The farm also features an amazing ‘sculpture garden’ that celebrates Tanzania’s coffee culture and the country’s love of its native wildlife. Mr. Apson’s wife has a passion for gardening. When they bought the farm, she quickly focused on developing some of the surrounding land into a leisure spot and place of beauty. She particularly thought having fanciful animals was an important part of this and commissioned whimsical plaster and concrete giraffes and horses. It took two years for the garden to be complete, though she continues to oversee the care and maintenance that keeps the garden in its current immaculate state. Today, his grandchildren adore climbing on the statues when they visit on school holidays and the garden, which is open to the public, is widely enjoyed by picnicking families and people taking photos for their wedding!
In order to ensure soil fertility, Shiwanda Estate uses organic compost and manure and engages in a host of other good agricultural processes that seek to organically maintain the soil at optimal fertility. Industrial fertilisers are used very sparingly and only where indicated as necessary by TACRI. The farm also has installed a drip irrigation system that insures that nutrition is efficiently delivered to the coffee trees roots. Regular renovation has also lent a hand in establishing increased productivity and higher quality coffee. Mr. Apson and his quality control managers have consulted heavily with TACRI regarding recommended varieties. TACRI supplies the seeds and/or seedlings at reasonable prices to farmers and provides advice on which varieties are suitable for various soil compositions and microclimates along with providing advice and training on plant care: in fact, they often establish demonstration plots located near to farmers for training purposes and have done trainings on the Shiwanda Estate as well as neighbouring Mimba Estate.
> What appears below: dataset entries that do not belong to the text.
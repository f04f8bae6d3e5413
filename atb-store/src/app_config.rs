use serde::Deserialize;
use std::env;
use std::path::PathBuf;

#[derive(Debug, Deserialize, Clone)]
pub struct Config {
    pub storage: StorageConfig,
    #[serde(default)]
    pub logging: LoggingConfig,
}

#[derive(Debug, Deserialize, Clone)]
pub struct StorageConfig {
    pub flights_path: PathBuf,
    pub bookings_path: PathBuf,
    pub passengers_path: PathBuf,
    /// Create empty data files for missing paths at startup
    #[serde(default = "default_create_missing")]
    pub create_missing: bool,
}

fn default_create_missing() -> bool { true }

#[derive(Debug, Deserialize, Clone)]
pub struct LoggingConfig {
    #[serde(default = "default_filter")]
    pub filter: String,
}

fn default_filter() -> String { "atb=info".to_string() }

impl Default for LoggingConfig {
    fn default() -> Self {
        Self { filter: default_filter() }
    }
}

impl Config {
    pub fn load() -> Result<Self, config::ConfigError> {
        let run_mode = env::var("RUN_MODE").unwrap_or_else(|_| "development".into());

        let s = config::Config::builder()
            .add_source(config::File::with_name("config/default").required(false))
            // Per-environment overrides, optional
            .add_source(config::File::with_name(&format!("config/{}", run_mode)).required(false))
            // Local overrides, not checked in
            .add_source(config::File::with_name("config/local").required(false))
            .add_source(environment())
            .build()?;

        s.try_deserialize()
    }
}

/// Eg.. `ATB_STORAGE__FLIGHTS_PATH=/data/flights.csv`
fn environment() -> config::Environment {
    config::Environment::with_prefix("ATB")
        .prefix_separator("_")
        .separator("__")
}
use std::fmt;
use std::str::FromStr;

use chrono::{DateTime, Utc};
use rust_decimal::Decimal;
use serde::{Deserialize, Serialize};
use uuid::Uuid;

/// Records cached by a repository are keyed by their id
pub trait Identified {
    fn id(&self) -> Uuid;
}

/// Fare tier with its own price and seat capacity on a flight
#[derive(Debug, Clone, Copy, Serialize, Deserialize, PartialEq, Eq, Hash)]
pub enum FlightClass {
    Economy,
    Business,
    FirstClass,
}

impl FlightClass {
    pub const ALL: [FlightClass; 3] = [FlightClass::Economy, FlightClass::Business, FlightClass::FirstClass];

    pub fn as_str(&self) -> &'static str {
        match self {
            FlightClass::Economy => "Economy",
            FlightClass::Business => "Business",
            FlightClass::FirstClass => "FirstClass",
        }
    }
}

impl fmt::Display for FlightClass {
    fn fmt(&self, f: &mut fmt::Formatter<'_>) -> fmt::Result {
        f.write_str(self.as_str())
    }
}

#[derive(Debug, Clone, PartialEq, Eq, thiserror::Error)]
#[error("Unknown flight class: {0}")]
pub struct UnknownFlightClass(pub String);

impl FromStr for FlightClass {
    type Err = UnknownFlightClass;

    fn from_str(s: &str) -> Result<Self, Self::Err> {
        let normalized: String = s
            .trim()
            .chars()
            .filter(|c| !matches!(c, ' ' | '_' | '-'))
            .collect::<String>()
            .to_ascii_lowercase();

        match normalized.as_str() {
            "economy" => Ok(FlightClass::Economy),
            "business" => Ok(FlightClass::Business),
            "first" | "firstclass" => Ok(FlightClass::FirstClass),
            _ => Err(UnknownFlightClass(s.to_string())),
        }
    }
}

#[derive(Debug, Clone, Serialize, Deserialize, PartialEq, Eq)]
pub struct FlightClassDetails {
    pub class: FlightClass,
    pub price: Decimal,
    pub capacity: u32,
}

impl FlightClassDetails {
    pub fn new(class: FlightClass, price: Decimal, capacity: u32) -> Self {
        Self { class, price, capacity }
    }
}

#[derive(Debug, Clone, Serialize, Deserialize, PartialEq, Eq)]
pub struct Flight {
    pub id: Uuid,
    pub departure_country: String,
    pub destination_country: String,
    pub departure_date: DateTime<Utc>,
    pub departure_airport: String,
    pub arrival_airport: String,
    #[serde(with = "class_details_column")]
    pub class_details: Vec<FlightClassDetails>,
}

impl Flight {
    /// Details for `class`. When a flight carries duplicate entries the first one wins.
    pub fn class_details(&self, class: FlightClass) -> Option<&FlightClassDetails> {
        self.class_details.iter().find(|d| d.class == class)
    }

    pub fn offers(&self, class: FlightClass) -> bool {
        self.class_details(class).is_some()
    }
}

impl Identified for Flight {
    fn id(&self) -> Uuid {
        self.id
    }
}

/// A candidate flight as read from an import file. Every column is optional so
/// that absent values can be reported by the validator instead of failing the read.
#[derive(Debug, Clone, Default, Serialize, Deserialize, PartialEq, Eq)]
pub struct FlightDraft {
    pub id: Option<Uuid>,
    pub departure_country: Option<String>,
    pub destination_country: Option<String>,
    pub departure_date: Option<DateTime<Utc>>,
    pub departure_airport: Option<String>,
    pub arrival_airport: Option<String>,
    #[serde(default, with = "class_details_column")]
    pub class_details: Vec<FlightClassDetails>,
}

impl FlightDraft {
    /// Converts a complete draft; a draft without an id receives a fresh one.
    pub fn into_flight(self) -> Option<Flight> {
        Some(Flight {
            id: self.id.unwrap_or_else(Uuid::new_v4),
            departure_country: self.departure_country?,
            destination_country: self.destination_country?,
            departure_date: self.departure_date?,
            departure_airport: self.departure_airport?,
            arrival_airport: self.arrival_airport?,
            class_details: self.class_details,
        })
    }
}

impl From<Flight> for FlightDraft {
    fn from(flight: Flight) -> Self {
        Self {
            id: Some(flight.id),
            departure_country: Some(flight.departure_country),
            destination_country: Some(flight.destination_country),
            departure_date: Some(flight.departure_date),
            departure_airport: Some(flight.departure_airport),
            arrival_airport: Some(flight.arrival_airport),
            class_details: flight.class_details,
        }
    }
}

#[derive(Debug, Clone, Serialize, Deserialize, PartialEq, Eq)]
pub struct Passenger {
    pub id: Uuid,
    pub name: String,
    pub email: String,
    pub phone_number: String,
    pub passport_number: String,
}

impl Identified for Passenger {
    fn id(&self) -> Uuid {
        self.id
    }
}

/// A seat reservation. Passenger and flight are referenced by id, not owned.
#[derive(Debug, Clone, Serialize, Deserialize, PartialEq, Eq)]
pub struct Booking {
    pub id: Uuid,
    pub passenger_id: Uuid,
    pub flight_id: Uuid,
    pub class: FlightClass,
    pub booking_date: DateTime<Utc>,
}

impl Booking {
    pub fn new(passenger_id: Uuid, flight_id: Uuid, class: FlightClass) -> Self {
        Self {
            id: Uuid::new_v4(),
            passenger_id,
            flight_id,
            class,
            booking_date: Utc::now(),
        }
    }
}

impl Identified for Booking {
    fn id(&self) -> Uuid {
        self.id
    }
}

/// Single-column encoding of class details: `Class:price:capacity` entries joined by `|`.
pub mod class_details_column {
    use super::{FlightClass, FlightClassDetails};
    use rust_decimal::Decimal;
    use serde::{Deserialize, Deserializer, Serializer};

    pub fn encode(details: &[FlightClassDetails]) -> String {
        details
            .iter()
            .map(|d| format!("{}:{}:{}", d.class, d.price, d.capacity))
            .collect::<Vec<_>>()
            .join("|")
    }

    pub fn decode(raw: &str) -> Result<Vec<FlightClassDetails>, String> {
        raw.split('|')
            .map(str::trim)
            .filter(|entry| !entry.is_empty())
            .map(|entry| {
                let parts: Vec<&str> = entry.split(':').map(str::trim).collect();
                let [class, price, capacity] = parts.as_slice() else {
                    return Err(format!("expected Class:price:capacity, got '{}'", entry));
                };
                let class: FlightClass = class.parse().map_err(|e| format!("{}", e))?;
                let price: Decimal = price
                    .parse()
                    .map_err(|_| format!("invalid price '{}' for {}", price, class))?;
                let capacity: u32 = capacity
                    .parse()
                    .map_err(|_| format!("invalid capacity '{}' for {}", capacity, class))?;
                Ok(FlightClassDetails { class, price, capacity })
            })
            .collect()
    }

    pub fn serialize<S: Serializer>(details: &[FlightClassDetails], serializer: S) -> Result<S::Ok, S::Error> {
        serializer.serialize_str(&encode(details))
    }

    pub fn deserialize<'de, D: Deserializer<'de>>(deserializer: D) -> Result<Vec<FlightClassDetails>, D::Error> {
        let raw = String::deserialize(deserializer)?;
        decode(&raw).map_err(serde::de::Error::custom)
    }
}
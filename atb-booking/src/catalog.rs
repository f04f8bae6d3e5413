use std::collections::HashSet;
use std::path::Path;
use std::sync::Arc;

use atb_core::models::{Flight, FlightDraft};
use atb_core::repository::FlightRepository;
use atb_core::search::FlightSearchCriteria;
use atb_core::store::RecordStore;
use atb_core::validation::Validate;
use atb_core::{CoreError, CoreResult};
use futures_util::stream::{self, StreamExt};
use indexmap::IndexMap;
use tracing::{info, warn};
use uuid::Uuid;

use crate::availability::SeatAvailability;

/// Flight lookup, seat-aware search and bulk import
pub struct FlightCatalog {
    flights: Arc<dyn FlightRepository>,
    availability: SeatAvailability,
    drafts: Arc<dyn RecordStore<FlightDraft>>,
}

impl FlightCatalog {
    pub fn new(
        flights: Arc<dyn FlightRepository>,
        availability: SeatAvailability,
        drafts: Arc<dyn RecordStore<FlightDraft>>,
    ) -> Self {
        Self { flights, availability, drafts }
    }

    pub async fn get_by_id(&self, id: Uuid) -> CoreResult<Flight> {
        self.flights
            .get_by_id(id)
            .await
            .ok_or_else(|| CoreError::flight_not_found(id))
    }

    pub async fn get_all(&self) -> Vec<Flight> {
        self.flights.get_all().await
    }

    /// Criteria matches that still have seats left in the requested class,
    /// or in any offered class when the criteria names none.
    pub async fn get_available_flights_matching_criteria(&self, criteria: &FlightSearchCriteria) -> Vec<Flight> {
        let candidates = self.flights.get_matching_criteria(Some(criteria)).await;
        let class = criteria.class;

        stream::iter(candidates)
            .filter_map(|flight| async move {
                let available = match class {
                    Some(class) => self.availability.is_class_available(&flight, class).await,
                    None => self.has_any_seat(&flight).await,
                };
                available.then_some(flight)
            })
            .collect::<Vec<_>>()
            .await
    }

    async fn has_any_seat(&self, flight: &Flight) -> bool {
        for details in &flight.class_details {
            if self.availability.is_class_available(flight, details.class).await {
                return true;
            }
        }
        false
    }

    /// Imports candidate flights from `path`.
    ///
    /// Every valid candidate is persisted in one batch; the violations of the
    /// rejected ones are returned. An empty result means everything was imported.
    pub async fn import_flights(&self, path: &Path) -> CoreResult<Vec<String>> {
        let drafts = self.drafts.read(path).await?;
        let total = drafts.len();

        let mut seen: HashSet<Uuid> = HashSet::new();
        let mut accepted = Vec::new();
        let mut violations = Vec::new();

        for (index, draft) in drafts.into_iter().enumerate() {
            let mut errors = draft.validate();
            if let Some(id) = draft.id {
                if seen.contains(&id) || self.flights.get_by_id(id).await.is_some() {
                    errors.push(format!("Error in id: flight {} already exists", id));
                }
            }

            if !errors.is_empty() {
                // Header is line 1
                warn!("Rejected flight on line {} of {}: {}", index + 2, path.display(), errors.join("; "));
                violations.extend(errors);
                continue;
            }

            match draft.into_flight() {
                Some(flight) => {
                    seen.insert(flight.id);
                    accepted.push(flight);
                }
                None => violations.push(format!("Error in record {}: incomplete flight", index + 1)),
            }
        }

        let imported = accepted.len();
        if !accepted.is_empty() {
            self.flights.add(accepted).await?;
        }

        info!(
            "Imported {} of {} flights from {} ({} violations)",
            imported,
            total,
            path.display(),
            violations.len()
        );
        Ok(violations)
    }

    /// Field name to constraint summary for import files
    pub fn validation_rules(&self) -> IndexMap<&'static str, String> {
        FlightDraft::describe()
    }
}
The farm’s washing station is impressive by any standards: it is also one of the most impressively equipped and maintained in the region. During the harvest, coffee is selectively hand-picked by a team of local pickers (many of whom return to work on the farm annually) and delivered to the washing station within 8 hours of harvest. The cherries are sorted, again, to remove all underripe and overripe cherries and any debris, and are emptied into the hopper to be pulped by the farm’s McKinnon 2500 UCBE pulper. The pulped not only pulps the coffee but also grades the beans according to size and density as it pulps. The different grades are delivered to different fermentation tanks where they are fermented for 48 to 36 hours, depending on weather conditions at the time.
After pulping the coffee is then washed using cold, clean water. Once washed the coffee is taken in buckets to the drying tables where the parchment is then air dried for at least 10 days and sometimes as many as 13. The coffee is turned regularly and covered with netting during the heat of the day.
This lot is comprised of entirely PB size beans, separated out during the dry milling process.